Category Archives: Tea Party Fail

Who had the worst week in Washington? The tea party.

It couldn’t happen to a more deserving political group…

The Washington Post

The Gadsden flag is flying at half-staff this past week.

The tea party — that plucky insurgent movement that, as recently as two years ago, began trying to reshape the Republican Party and politics more generally — finds itself flailing as 2012 draws to a close, buffeted by infighting, defeats and a broad struggle to find a second act.

Consider the following:

●Tea party patron saint Jim DeMint stunned the political world by announcing that he would resign from the Senate at the end of the year to take a job as the head of the Heritage Foundation, a conservative think tank.

●FreedomWorks, a Washington-based political group that is one of the pillars of the tea party movement, has been rent by internal strife. It was announced this past week that former Texas congressman Dick Armey is leaving as head of the group, alleging mismanagement.

●Tea-party-aligned House members, including Reps. Tim Huelskamp (Kan.), Justin Amash (Mich.) and David Schweikert (Ariz.), were kicked off coveted committees after not going along with GOP leaders on several critical votes.

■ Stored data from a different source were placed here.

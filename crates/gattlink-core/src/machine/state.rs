//! Connection states

use std::fmt;

use serde::{Deserialize, Serialize};

/// The state of the single peripheral link
///
/// Exactly one state is current at any time. There is no terminal state:
/// the machine cycles between `Ready` and the transient work states for the
/// life of the service, and `OffLine` is a recoverable quiescent state.
#[derive(Debug, Clone, Copy, PartialEq, Eq, Hash, Serialize, Deserialize)]
pub enum State {
    /// Adapter powered on, no peripheral being acquired
    OnLine,
    /// Adapter powered off or unavailable
    OffLine,
    /// Scanning for a peripheral advertising the target service
    Scanning,
    /// Reacquiring the last attached peripheral by its stored identifier
    Retrieving,
    /// Attached and idle; client commands are accepted
    Ready,
    /// Resolving GATT and performing a read, write or notify command
    ReadWriteNotify,
    /// Reading the link RSSI
    ReadRssi,
}

impl State {
    /// Optimistic default before the adapter reports its power state
    pub const INITIAL: State = State::OnLine;

    pub const ALL: [State; 7] = [
        State::OnLine,
        State::OffLine,
        State::Scanning,
        State::Retrieving,
        State::Ready,
        State::ReadWriteNotify,
        State::ReadRssi,
    ];

    pub fn name(&self) -> &'static str {
        match self {
            State::OnLine => "OnLine",
            State::OffLine => "OffLine",
            State::Scanning => "Scanning",
            State::Retrieving => "Retrieving",
            State::Ready => "Ready",
            State::ReadWriteNotify => "ReadWriteNotify",
            State::ReadRssi => "ReadRssi",
        }
    }

    /// Whether a peripheral has completed attachment in this state
    pub fn is_attached(&self) -> bool {
        matches!(
            self,
            State::Ready | State::ReadWriteNotify | State::ReadRssi
        )
    }
}

impl fmt::Display for State {
    fn fmt(&self, f: &mut fmt::Formatter<'_>) -> fmt::Result {
        f.write_str(self.name())
    }
}
//! Test doubles and fixtures
//!
//! [`RecordingSession`] stands in for a BLE driver: it performs nothing and
//! reports every call on a [`SessionProbe`]. Tests play the driver's part by
//! sending [`crate::session::AdapterEvent`]s themselves.

use std::time::Duration;

use tokio::sync::mpsc;
use uuid::Uuid;

use crate::error::SessionError;
use crate::session::{CentralSession, CharacteristicHandle, PeripheralHandle, ServiceHandle};

// ----------------------------------------------------------------------------
// Fixtures
// ----------------------------------------------------------------------------

pub fn service_uuid() -> Uuid {
    Uuid::from_u128(0x0000_ffe0_0000_1000_8000_0080_5f9b_34fb)
}

pub fn characteristic_uuid() -> Uuid {
    Uuid::from_u128(0x0000_ffe1_0000_1000_8000_0080_5f9b_34fb)
}

pub fn peripheral() -> PeripheralHandle {
    PeripheralHandle::new("AA:BB:CC:DD:EE:01").with_name("LED Strip")
}

pub fn service_handle() -> ServiceHandle {
    ServiceHandle {
        peripheral: peripheral().id,
        uuid: service_uuid(),
    }
}

pub fn characteristic_handle() -> CharacteristicHandle {
    CharacteristicHandle::new(peripheral().id, service_uuid(), characteristic_uuid())
}

// ----------------------------------------------------------------------------
// Recording Session
// ----------------------------------------------------------------------------

/// A call made on a [`RecordingSession`]
#[derive(Debug, Clone, PartialEq, Eq)]
pub enum SessionCall {
    Scan(Uuid),
    StopScan,
    Retrieve(String),
    Connect(String),
    CancelConnection(String),
    DiscoverService {
        peripheral: String,
        service: Uuid,
    },
    DiscoverCharacteristic {
        service: Uuid,
        characteristic: Uuid,
    },
    Read(CharacteristicHandle),
    Write {
        characteristic: CharacteristicHandle,
        data: Vec<u8>,
        with_response: bool,
    },
    SetNotify {
        characteristic: CharacteristicHandle,
        enabled: bool,
    },
    ReadRssi(String),
}

/// Session double that records calls instead of touching hardware
#[derive(Debug)]
pub struct RecordingSession {
    probe: mpsc::UnboundedSender<SessionCall>,
    fail_connects: bool,
}

impl RecordingSession {
    pub fn new() -> (Self, SessionProbe) {
        let (tx, rx) = mpsc::unbounded_channel();
        (
            Self {
                probe: tx,
                fail_connects: false,
            },
            SessionProbe { rx },
        )
    }

    /// Make every `connect` fail synchronously
    pub fn failing_connects(mut self) -> Self {
        self.fail_connects = true;
        self
    }

    fn record(&self, call: SessionCall) -> Result<(), SessionError> {
        let _ = self.probe.send(call);
        Ok(())
    }
}

impl CentralSession for RecordingSession {
    fn scan(&mut self, service: Uuid) -> Result<(), SessionError> {
        self.record(SessionCall::Scan(service))
    }

    fn stop_scan(&mut self) -> Result<(), SessionError> {
        self.record(SessionCall::StopScan)
    }

    fn retrieve_peripheral(&mut self, peripheral_id: &str) -> Result<(), SessionError> {
        self.record(SessionCall::Retrieve(peripheral_id.to_string()))
    }

    fn connect(&mut self, peripheral: &PeripheralHandle) -> Result<(), SessionError> {
        if self.fail_connects {
            return Err(SessionError::Backend("connect refused".into()));
        }
        self.record(SessionCall::Connect(peripheral.id.clone()))
    }

    fn cancel_connection(&mut self, peripheral: &PeripheralHandle) -> Result<(), SessionError> {
        self.record(SessionCall::CancelConnection(peripheral.id.clone()))
    }

    fn discover_service(
        &mut self,
        peripheral: &PeripheralHandle,
        service: Uuid,
    ) -> Result<(), SessionError> {
        self.record(SessionCall::DiscoverService {
            peripheral: peripheral.id.clone(),
            service,
        })
    }

    fn discover_characteristic(
        &mut self,
        service: &ServiceHandle,
        characteristic: Uuid,
    ) -> Result<(), SessionError> {
        self.record(SessionCall::DiscoverCharacteristic {
            service: service.uuid,
            characteristic,
        })
    }

    fn read_value(&mut self, characteristic: &CharacteristicHandle) -> Result<(), SessionError> {
        self.record(SessionCall::Read(characteristic.clone()))
    }

    fn write_value(
        &mut self,
        characteristic: &CharacteristicHandle,
        data: &[u8],
        with_response: bool,
    ) -> Result<(), SessionError> {
        self.record(SessionCall::Write {
            characteristic: characteristic.clone(),
            data: data.to_vec(),
            with_response,
        })
    }

    fn set_notify(
        &mut self,
        characteristic: &CharacteristicHandle,
        enabled: bool,
    ) -> Result<(), SessionError> {
        self.record(SessionCall::SetNotify {
            characteristic: characteristic.clone(),
            enabled,
        })
    }

    fn read_rssi(&mut self, peripheral: &PeripheralHandle) -> Result<(), SessionError> {
        self.record(SessionCall::ReadRssi(peripheral.id.clone()))
    }
}

/// Receiving end of a [`RecordingSession`]
#[derive(Debug)]
pub struct SessionProbe {
    rx: mpsc::UnboundedReceiver<SessionCall>,
}

impl SessionProbe {
    /// Calls recorded so far, without waiting
    pub fn drain(&mut self) -> Vec<SessionCall> {
        let mut calls = Vec::new();
        while let Ok(call) = self.rx.try_recv() {
            calls.push(call);
        }
        calls
    }

    /// Wait for the next call, giving up after `limit`
    pub async fn next_within(&mut self, limit: Duration) -> Option<SessionCall> {
        tokio::time::timeout(limit, self.rx.recv()).await.ok().flatten()
    }

    /// Wait until a call matching `predicate` is recorded, skipping others
    pub async fn wait_for<F>(&mut self, limit: Duration, mut predicate: F) -> Option<SessionCall>
    where
        F: FnMut(&SessionCall) -> bool,
    {
        let deadline = tokio::time::Instant::now() + limit;
        loop {
            let call = tokio::time::timeout_at(deadline, self.rx.recv())
                .await
                .ok()
                .flatten()?;
            if predicate(&call) {
                return Some(call);
            }
        }
    }
}
//! Gattlink application: the BLE service wired to a real adapter

use std::time::Duration;

use tokio::sync::broadcast;
use tokio::time::{self, Instant};
use tracing::{debug, info, warn};
use uuid::Uuid;

use gattlink_ble::BtleplugSession;
use gattlink_core::store::{AttachmentRecord, AttachmentStore};
use gattlink_core::{BleService, CentralSession, FileStore, LinkSnapshot, State, StatusEvent};

use crate::config::AppConfig;
use crate::error::{CliError, Result};

/// Running service plus the configuration it was built from
pub struct GattlinkApp {
    service: BleService,
    status: broadcast::Receiver<StatusEvent>,
    config: AppConfig,
}

impl GattlinkApp {
    /// Spawn the service over the host adapter; needs a tokio runtime
    pub fn start(config: AppConfig) -> Result<Self> {
        let settings = config.settings_path()?;
        debug!("Settings file: {}", settings.display());

        let ble = config.ble.clone();
        let service = BleService::spawn(
            config.service.clone(),
            Box::new(FileStore::new(settings)),
            move |events| Box::new(BtleplugSession::start(ble, events)) as Box<dyn CentralSession>,
        )?;
        let status = service.subscribe();

        Ok(Self {
            service,
            status,
            config,
        })
    }

    pub fn service(&self) -> &BleService {
        &self.service
    }

    pub fn config(&self) -> &AppConfig {
        &self.config
    }

    fn wait_limit(&self) -> Duration {
        Duration::from_secs(self.config.cli.wait_timeout_secs)
    }

    /// Attach to a peripheral advertising `service` and wait for the link
    pub async fn attach(&mut self, service: Uuid, force_scan: bool) -> Result<LinkSnapshot> {
        info!("Attaching to a peripheral advertising {}", service);
        self.service.attach_peripheral(service, force_scan)?;

        let deadline = Instant::now() + self.wait_limit();
        loop {
            let snapshot = self.service.snapshot().await?;
            if snapshot.state == State::Ready && snapshot.attached {
                return Ok(snapshot);
            }
            // Any status event may mean the link moved; re-check on each one
            self.next_status(deadline, "the link to become ready").await?;
        }
    }

    /// Wait for the first status event matching `accept`, logging the rest
    pub async fn wait_for<F>(&mut self, what: &'static str, mut accept: F) -> Result<StatusEvent>
    where
        F: FnMut(&StatusEvent) -> bool,
    {
        let deadline = Instant::now() + self.wait_limit();
        loop {
            let event = self.next_status(deadline, what).await?;
            if accept(&event) {
                return Ok(event);
            }
        }
    }

    /// Next status event, or `None` once `until` passes
    pub async fn status_until(&mut self, until: Instant) -> Option<StatusEvent> {
        loop {
            match time::timeout_at(until, self.status.recv()).await {
                Ok(Ok(event)) => {
                    debug!("Status: {:?}", event);
                    return Some(event);
                }
                Ok(Err(broadcast::error::RecvError::Lagged(missed))) => {
                    warn!("Missed {} status events", missed);
                }
                Ok(Err(broadcast::error::RecvError::Closed)) | Err(_) => return None,
            }
        }
    }

    async fn next_status(&mut self, deadline: Instant, what: &'static str) -> Result<StatusEvent> {
        self.status_until(deadline)
            .await
            .ok_or(CliError::Timeout {
                what,
                secs: self.config.cli.wait_timeout_secs,
            })
    }

    /// Wait until every queued command has run
    pub async fn drain(&mut self) -> Result<()> {
        let deadline = Instant::now() + self.wait_limit();
        while self.service.snapshot().await?.queued_commands > 0 {
            if Instant::now() >= deadline {
                return Err(CliError::Timeout {
                    what: "queued commands to finish",
                    secs: self.config.cli.wait_timeout_secs,
                });
            }
            time::sleep(Duration::from_millis(100)).await;
        }
        Ok(())
    }

    /// Peripheral remembered from an earlier attachment
    pub fn remembered(&self) -> Result<Option<AttachmentRecord>> {
        let store = AttachmentStore::with_key(
            Box::new(FileStore::new(self.config.settings_path()?)),
            self.config.service.settings_key.clone(),
        );
        Ok(store.load()?)
    }

    pub async fn stop(self) -> Result<()> {
        self.service.shutdown().await?;
        info!("BLE service stopped");
        Ok(())
    }
}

Couple those developments with poll results that suggest the tea party is at, or close to, its nadir in terms of public opinion, and the problem becomes evident. The movement needs to decide whether it can survive as an outside force or whether it can become more aligned with the GOP without sacrificing the principles on which it was founded.

The tea party, for watching a movement turn into a mess, you had the worst week in Washington. Congrats, or something.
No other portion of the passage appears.